- _Your objective_
Beginning at the first line of the data, print each line exactly, stopping after the line that contains "use crate::pattern::Pattern;".

- _Provided records_
Segment Open

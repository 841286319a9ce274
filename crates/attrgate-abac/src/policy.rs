//! Authorization policy definitions.
//!
//! A [`PolicyScope`] is one self-contained bundle: an ordered list of match
//! rules, the allow-list/deny-list switch, the pattern mode, and the payload
//! shown to a rejected user. A [`PolicySet`] holds either one global scope or
//! one scope per client id.
//!
//! Scopes are only obtainable through [`ScopeBuilder::build`], which compiles
//! every pattern up front. A built scope is immutable.

use std::collections::HashMap;
use std::fmt;

use serde::de::{MapAccess, Visitor};
use serde::ser::SerializeMap;
use serde::{Deserialize, Deserializer, Serialize, Serializer};

use crate::error::ConfigError;
use crate::pattern::Pattern;
use crate::resolver::Subject;

// ============================================================================
// Effect
// ============================================================================

/// The outcome of a decision: allow or deny access.
#[derive(Debug, Clone, Copy, PartialEq, Eq, Hash, Serialize, Deserialize)]
pub enum Effect {
    /// Let the session continue to the service.
    Allow,
    /// Stop the session and show the rejection page.
    Deny,
}

// ============================================================================
// Match Mode
// ============================================================================

/// How the patterns of a scope are interpreted. Shared by every rule.
#[derive(Debug, Clone, Copy, Default, PartialEq, Eq, Hash, Serialize, Deserialize)]
pub enum MatchMode {
    /// Patterns are regular expressions searched within each value.
    #[default]
    Regex,
    /// Patterns must equal the value exactly.
    Literal,
}

// ============================================================================
// Localized Text
// ============================================================================

/// Rejection text keyed by language code, in configuration order.
///
/// Order matters: the rejection page falls back to the first entry when
/// neither the user's language nor the default language is present.
#[derive(Debug, Clone, Default, PartialEq, Eq)]
pub struct LocalizedText {
    entries: Vec<(String, String)>,
}

impl LocalizedText {
    pub fn new() -> Self {
        Self::default()
    }

    /// Adds a translation (builder pattern). A repeated language replaces the
    /// earlier text in place.
    pub fn with(mut self, language: &str, text: &str) -> Self {
        self.insert(language, text);
        self
    }

    pub fn insert(&mut self, language: &str, text: &str) {
        match self.entries.iter_mut().find(|(lang, _)| lang == language) {
            Some(entry) => entry.1 = text.to_string(),
            None => self.entries.push((language.to_string(), text.to_string())),
        }
    }

    /// Text for exactly `language`, if configured.
    pub fn get(&self, language: &str) -> Option<&str> {
        self.entries
            .iter()
            .find(|(lang, _)| lang == language)
            .map(|(_, text)| text.as_str())
    }

    /// The first configured translation.
    pub fn first(&self) -> Option<&str> {
        self.entries.first().map(|(_, text)| text.as_str())
    }

    pub fn languages(&self) -> impl Iterator<Item = &str> {
        self.entries.iter().map(|(lang, _)| lang.as_str())
    }

    pub fn len(&self) -> usize {
        self.entries.len()
    }

    pub fn is_empty(&self) -> bool {
        self.entries.is_empty()
    }
}

impl Serialize for LocalizedText {
    fn serialize<S: Serializer>(&self, serializer: S) -> Result<S::Ok, S::Error> {
        let mut map = serializer.serialize_map(Some(self.entries.len()))?;
        for (lang, text) in &self.entries {
            map.serialize_entry(lang, text)?;
        }
        map.end()
    }
}

impl<'de> Deserialize<'de> for LocalizedText {
    fn deserialize<D: Deserializer<'de>>(deserializer: D) -> Result<Self, D::Error> {
        struct LocalizedTextVisitor;

        impl<'de> Visitor<'de> for LocalizedTextVisitor {
            type Value = LocalizedText;

            fn expecting(&self, f: &mut fmt::Formatter<'_>) -> fmt::Result {
                f.write_str("a map of language code to text")
            }

            fn visit_map<A: MapAccess<'de>>(self, mut access: A) -> Result<Self::Value, A::Error> {
                let mut text = LocalizedText::new();
                while let Some((lang, value)) = access.next_entry::<String, String>()? {
                    text.insert(&lang, &value);
                }
                Ok(text)
            }
        }

        deserializer.deserialize_map(LocalizedTextVisitor)
    }
}

// ============================================================================
// Match Rule
// ============================================================================

/// Patterns configured for one attribute.
///
/// A rule with no patterns never matches.
#[derive(Debug, Clone)]
pub struct MatchRule {
    attribute: String,
    patterns: Vec<Pattern>,
}

impl MatchRule {
    /// The attribute this rule inspects.
    pub fn attribute(&self) -> &str {
        &self.attribute
    }

    /// Patterns in configuration order.
    pub fn patterns(&self) -> &[Pattern] {
        &self.patterns
    }
}

// ============================================================================
// Policy Scope
// ============================================================================

/// The policy that applies to one decision.
///
/// Built with [`PolicyScope::builder`]. The default scope is an empty
/// allow-list, which denies every request.
#[derive(Debug, Clone, Default)]
pub struct PolicyScope {
    match_mode: MatchMode,
    deny_on_match: bool,
    reject_message: LocalizedText,
    logo: Option<String>,
    rules: Vec<MatchRule>,
}

impl PolicyScope {
    pub fn builder() -> ScopeBuilder {
        ScopeBuilder::default()
    }

    pub fn match_mode(&self) -> MatchMode {
        self.match_mode
    }

    /// True for a deny-list scope: a match forbids access.
    pub fn deny_on_match(&self) -> bool {
        self.deny_on_match
    }

    /// Rejection text; empty means the caller's default text is used.
    pub fn reject_message(&self) -> &LocalizedText {
        &self.reject_message
    }

    pub fn logo(&self) -> Option<&str> {
        self.logo.as_deref()
    }

    /// Rules in evaluation order.
    pub fn rules(&self) -> &[MatchRule] {
        &self.rules
    }
}

/// Collects scope settings and compiles them into a [`PolicyScope`].
///
/// Settings may be given in any order; patterns are compiled in
/// [`build`](Self::build) against the final match mode.
#[derive(Debug, Clone, Default)]
pub struct ScopeBuilder {
    match_mode: MatchMode,
    deny_on_match: bool,
    reject_message: LocalizedText,
    logo: Option<String>,
    rules: Vec<(String, Vec<String>)>,
}

impl ScopeBuilder {
    pub fn match_mode(mut self, mode: MatchMode) -> Self {
        self.match_mode = mode;
        self
    }

    pub fn deny_on_match(mut self, deny: bool) -> Self {
        self.deny_on_match = deny;
        self
    }

    pub fn reject_message(mut self, message: LocalizedText) -> Self {
        self.reject_message = message;
        self
    }

    pub fn logo(mut self, logo: &str) -> Self {
        self.logo = Some(logo.to_string());
        self
    }

    /// Appends a rule. Rules are evaluated in the order they are added;
    /// repeating an attribute adds an independent rule.
    pub fn rule<I, S>(mut self, attribute: &str, patterns: I) -> Self
    where
        I: IntoIterator<Item = S>,
        S: Into<String>,
    {
        self.rules.push((
            attribute.to_string(),
            patterns.into_iter().map(Into::into).collect(),
        ));
        self
    }

    /// Compiles all patterns and freezes the scope.
    ///
    /// # Errors
    ///
    /// [`ConfigError::InvalidPattern`] if a regular expression fails to compile.
    pub fn build(self) -> Result<PolicyScope, ConfigError> {
        let mut rules = Vec::with_capacity(self.rules.len());
        for (attribute, sources) in self.rules {
            let patterns = sources
                .iter()
                .map(|source| match self.match_mode {
                    MatchMode::Regex => Pattern::regex(&attribute, source),
                    MatchMode::Literal => Ok(Pattern::literal(source)),
                })
                .collect::<Result<Vec<_>, _>>()?;
            rules.push(MatchRule {
                attribute,
                patterns,
            });
        }

        Ok(PolicyScope {
            match_mode: self.match_mode,
            deny_on_match: self.deny_on_match,
            reject_message: self.reject_message,
            logo: self.logo.filter(|logo| !logo.is_empty()),
            rules,
        })
    }
}

// ============================================================================
// Policy Set
// ============================================================================

/// All compiled policy for one filter instance.
#[derive(Debug, Clone)]
pub enum PolicySet {
    /// One scope for every request.
    Global(PolicyScope),
    /// One scope per client id.
    PerClient(HashMap<String, PolicyScope>),
}

impl PolicySet {
    /// Looks up the scope for a resolved subject.
    ///
    /// Returns `None` when the subject has no configured scope, including a
    /// subject kind that does not fit this set.
    pub fn select(&self, subject: &Subject) -> Option<&PolicyScope> {
        match (self, subject) {
            (Self::Global(scope), Subject::Global) => Some(scope),
            (Self::PerClient(scopes), Subject::Client(id)) => scopes.get(id),
            _ => None,
        }
    }

    /// Number of scopes in the set.
    pub fn len(&self) -> usize {
        match self {
            Self::Global(_) => 1,
            Self::PerClient(scopes) => scopes.len(),
        }
    }

    pub fn is_empty(&self) -> bool {
        self.len() == 0
    }

    /// Configured client ids, sorted. Empty for a global set.
    pub fn client_ids(&self) -> Vec<&str> {
        match self {
            Self::Global(_) => Vec::new(),
            Self::PerClient(scopes) => {
                let mut ids: Vec<&str> = scopes.keys().map(String::as_str).collect();
                ids.sort_unstable();
                ids
            }
        }
    }
}

// ============================================================================
// Tests
// ============================================================================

Segment Closed

- _Solution to this problem_
repository 841286319a9ce274
filename crates/attrgate-abac/src/policy.rs
//! Authorization policy definitions.
//!
//! A [`PolicyScope`] is one self-contained bundle: an ordered list of match
//! rules, the allow-list/deny-list switch, the pattern mode, and the payload
//! shown to a rejected user. A [`PolicySet`] holds either one global scope or
//! one scope per client id.
//!
//! Scopes are only obtainable through [`ScopeBuilder::build`], which compiles
//! every pattern up front. A built scope is immutable.

use std::collections::HashMap;
use std::fmt;

use serde::de::{MapAccess, Visitor};
use serde::ser::SerializeMap;
use serde::{Deserialize, Deserializer, Serialize, Serializer};

use crate::error::ConfigError;
use crate::pattern::Pattern;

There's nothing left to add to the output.